| TO DO |
Work out how many lines below contain the word "message", then give that number alone.

*** INPUT DATA ***

//! FlowRunner CLI Entry Point
//!
//! Runs a single workflow definition in-process with in-memory
//! repositories and reports how it went.
//!
//! # Usage
//!
//! ```bash
//! # Execute a workflow
//! flowrunner order.yaml
//!
//! # With input parameters
//! flowrunner order.yaml --input '{"orderId": "A-17"}'
//! flowrunner order.yaml --input-file input.json
//!
//! # Set worker pool sizes
//! flowrunner order.yaml --parallel 8 --workflows 2
//! ```

use std::collections::HashMap;
use std::env;
use std::fs;
use std::path::PathBuf;
use std::process::ExitCode;
use std::sync::Arc;

use colored::Colorize;
use log::{error, info};
use serde_json::Value;

use flowrunner::monitoring::ExecutionTimeline;
use flowrunner::persistence::snapshot::SNAPSHOT_DIR;
use flowrunner::persistence::{
    InMemoryDefinitionRepository, InMemoryStepInstanceRepository,
    InMemoryWorkflowInstanceRepository, RunSnapshot,
};
use flowrunner::workflow::parser::load_definition;
use flowrunner::{Engine, EngineConfig, InstanceStatus, WorkflowDefinition, APP_NAME, VERSION};

/// Default definition file used when none is specified.
const DEFAULT_DEFINITION: &str = "workflow.yaml";

/// Command-line configuration parsed from arguments.
#[derive(Debug)]
struct Config {
    definition_path: String,
    input: Option<String>,
    input_file: Option<PathBuf>,
    max_parallel_steps: Option<usize>,
    max_parallel_workflows: Option<usize>,
    snapshot: bool,
    verbose: bool,
}

impl Default for Config {
    fn default() -> Self {
        Self {
            definition_path: DEFAULT_DEFINITION.to_string(),
            input: None,
            input_file: None,
            max_parallel_steps: None,
            max_parallel_workflows: None,
            snapshot: true,
            verbose: false,
        }
    }
}

/// Configures the logging system with appropriate formatting.
fn setup_logging(verbose: bool) {
    let level = if verbose { "debug" } else { "info" };

    env_logger::Builder::from_env(env_logger::Env::default().default_filter_or(level))
        .format(|buf, record| {
            use std::io::Write;

            match record.level() {
                log::Level::Warn | log::Level::Error => {
                    writeln!(buf, "[{}] {}", record.level(), record.args())
                }
                _ => writeln!(buf, "{}", record.args()),
            }
        })
        .init();
}

/// Prints the application banner with version information.
fn print_banner() {
    println!();
    println!("{} v{}", APP_NAME, VERSION);
    println!("Workflow Orchestration Engine");
    println!();
}

/// Prints usage information.
fn print_usage() {
    println!("Usage: flowrunner [OPTIONS] <DEFINITION_FILE>");
    println!();
    println!("Arguments:");
    println!("  <DEFINITION_FILE>   Path to workflow definition (YAML or JSON)");
    println!();
    println!("Options:");
    println!("  --input JSON        Workflow input as a JSON object");
    println!("  --input-file PATH   Read workflow input from a JSON file");
    println!("  --parallel N        Maximum parallel steps (default: CPU count)");
    println!("  --workflows N       Maximum parallel workflows (default: 2)");
    println!("  --no-snapshot       Do not write a run snapshot to {}/", SNAPSHOT_DIR);
    println!("  --verbose           Enable debug logging");
    println!("  --help              Show this help message");
    println!("  --version           Show version information");
    println!();
    println!("Environment:");
    println!("  FLOWRUNNER_*        Engine settings, see EngineConfig::from_env");
    println!();
    println!("Examples:");
    println!("  flowrunner order.yaml");
    println!("  flowrunner order.yaml --input '{{\"orderId\": \"A-17\"}}'");
    println!("  flowrunner order.yaml --parallel 8 --no-snapshot");
}

fn parse_count(flag: &str, value: Option<&String>) -> Result<usize, String> {
    let value = value.ok_or_else(|| format!("{} requires a number argument", flag))?;
    match value.parse::<usize>() {
        Ok(n) if n > 0 => Ok(n),
        _ => Err(format!("Invalid {} value: {}", flag, value)),
    }
}

/// Parses command-line arguments into a Config struct.
fn parse_arguments(args: &[String]) -> Result<Config, String> {
    let mut config = Config::default();
    let mut positional_index = 0;
    let mut i = 1; // Skip program name

    while i < args.len() {
        let arg = &args[i];

        match arg.as_str() {
            "--help" | "-h" => {
                print_usage();
                std::process::exit(0);
            }
            "--version" | "-V" => {
                println!("{} {}", APP_NAME, VERSION);
                std::process::exit(0);
            }
            "--verbose" | "-v" => {
                config.verbose = true;
            }
            "--no-snapshot" => {
                config.snapshot = false;
            }
            "--input" => {
                i += 1;
                let value = args.get(i).ok_or("--input requires a JSON argument")?;
                config.input = Some(value.clone());
            }
            "--input-file" => {
                i += 1;
                let value = args.get(i).ok_or("--input-file requires a path argument")?;
                config.input_file = Some(PathBuf::from(value));
            }
            "--parallel" => {
                i += 1;
                config.max_parallel_steps = Some(parse_count("--parallel", args.get(i))?);
            }
            "--workflows" => {
                i += 1;
                config.max_parallel_workflows = Some(parse_count("--workflows", args.get(i))?);
            }
            arg if arg.starts_with('-') => {
                return Err(format!("Unknown option: {}", arg));
            }
            _ => {
                match positional_index {
                    0 => config.definition_path = arg.clone(),
                    _ => return Err(format!("Unexpected argument: {}", arg)),
                }
                positional_index += 1;
            }
        }
        i += 1;
    }

    if config.input.is_some() && config.input_file.is_some() {
        return Err("--input and --input-file cannot be combined".to_string());
    }

    Ok(config)
}

/// Reads the workflow input from `--input` or `--input-file`.
fn load_input(config: &Config) -> Result<HashMap<String, Value>, Box<dyn std::error::Error>> {
    let text = match (&config.input, &config.input_file) {
        (Some(json), _) => json.clone(),
        (None, Some(path)) => fs::read_to_string(path)
            .map_err(|e| format!("Could not read input file '{}': {}", path.display(), e))?,
        (None, None) => return Ok(HashMap::new()),
    };

    let input: HashMap<String, Value> =
        serde_json::from_str(&text).map_err(|e| format!("Workflow input must be a JSON object: {}", e))?;
    Ok(input)
}

fn engine_config(config: &Config) -> EngineConfig {
    let mut engine_config = EngineConfig::from_env();
    if let Some(n) = config.max_parallel_steps {
        engine_config.max_parallel_steps = n;
    }
    if let Some(n) = config.max_parallel_workflows {
        engine_config.max_parallel_workflows = n;
    }
    engine_config
}

fn colored_status(status: InstanceStatus) -> String {
    let text = status.as_str();
    match status {
        InstanceStatus::Completed => text.green().bold().to_string(),
        InstanceStatus::Failed => text.red().bold().to_string(),
        InstanceStatus::Cancelled => text.yellow().bold().to_string(),
        InstanceStatus::Pending | InstanceStatus::Running => text.normal().to_string(),
    }
}

/// Runs the definition to completion and prints the report.
async fn execute(
    config: &Config,
    definition: WorkflowDefinition,
    input: HashMap<String, Value>,
) -> Result<(), Box<dyn std::error::Error>> {
    let workflows = Arc::new(InMemoryWorkflowInstanceRepository::new());
    let steps = Arc::new(InMemoryStepInstanceRepository::new());
    let definition_id = definition.id.clone();

    let engine = Engine::builder()
        .with_config(engine_config(config))
        .with_definitions(Arc::new(InMemoryDefinitionRepository::with_definitions([definition])))
        .with_instance_repositories(workflows.clone(), steps.clone())
        .build()?;

    let mut events = engine.subscribe();
    let instance_id = engine.start_workflow(&definition_id, input).await?;
    info!("Started workflow instance {}", instance_id);

    let instance = engine.wait_for_completion(&instance_id, None).await?;

    let mut timeline = ExecutionTimeline::for_instance(&instance_id);
    timeline.record_available(&mut events);

    println!();
    println!("Workflow {}: {}", instance_id, colored_status(instance.status));
    if let Some(message) = &instance.error_message {
        println!("  {}", message.red());
    }
    if let Some(output) = instance.output.as_ref().filter(|o| !o.is_empty()) {
        println!("Output: {}", serde_json::to_string_pretty(output)?);
    }

    print!("{}", timeline.gantt_chart());
    println!("{}", timeline.summary());

    if config.snapshot {
        let snapshot = RunSnapshot::capture(workflows.as_ref(), steps.as_ref(), &instance_id).await?;
        let path = snapshot.save(SNAPSHOT_DIR)?;
        println!("Snapshot: {}", path.display());
    }

    engine.shutdown().await;

    if instance.status == InstanceStatus::Completed {
        Ok(())
    } else {
        Err(format!(
            "Workflow '{}' {}",
            definition_id,
            instance.status.as_str().to_lowercase()
        )
        .into())
    }
}

/// Main application entry point.
fn run() -> Result<(), Box<dyn std::error::Error>> {
    let args: Vec<String> = env::args().collect();

    // Parse arguments
    let config = parse_arguments(&args).map_err(|e| {
        eprintln!("Error: {}", e);
        eprintln!();
        print_usage();
        e
    })?;

    // Setup logging
    setup_logging(config.verbose);

    // Print banner
    print_banner();

    // Load definition
    info!("Loading workflow: {}", config.definition_path);
    let definition = load_definition(&config.definition_path).map_err(|e| {
        error!("Failed to load workflow: {}", e);
        format!(
            "Could not load workflow from '{}': {}",
            config.definition_path, e
        )
    })?;
    info!(
        "Workflow loaded: '{}' v{}, {} steps",
        definition.name,
        definition.version,
        definition.len()
    );

    let input = load_input(&config)?;

    let runtime = tokio::runtime::Builder::new_multi_thread()
        .enable_all()
        .build()?;
    runtime.block_on(execute(&config, definition, input))
}

fn main() -> ExitCode {
    match run() {
        Ok(()) => ExitCode::SUCCESS,
        Err(e) => {
            eprintln!();
            eprintln!("Error: {}", e);
            ExitCode::FAILURE
        }
    }
}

*** End of INPUT DATA ***

| RESPONSE FOR THIS EXERCISE |
3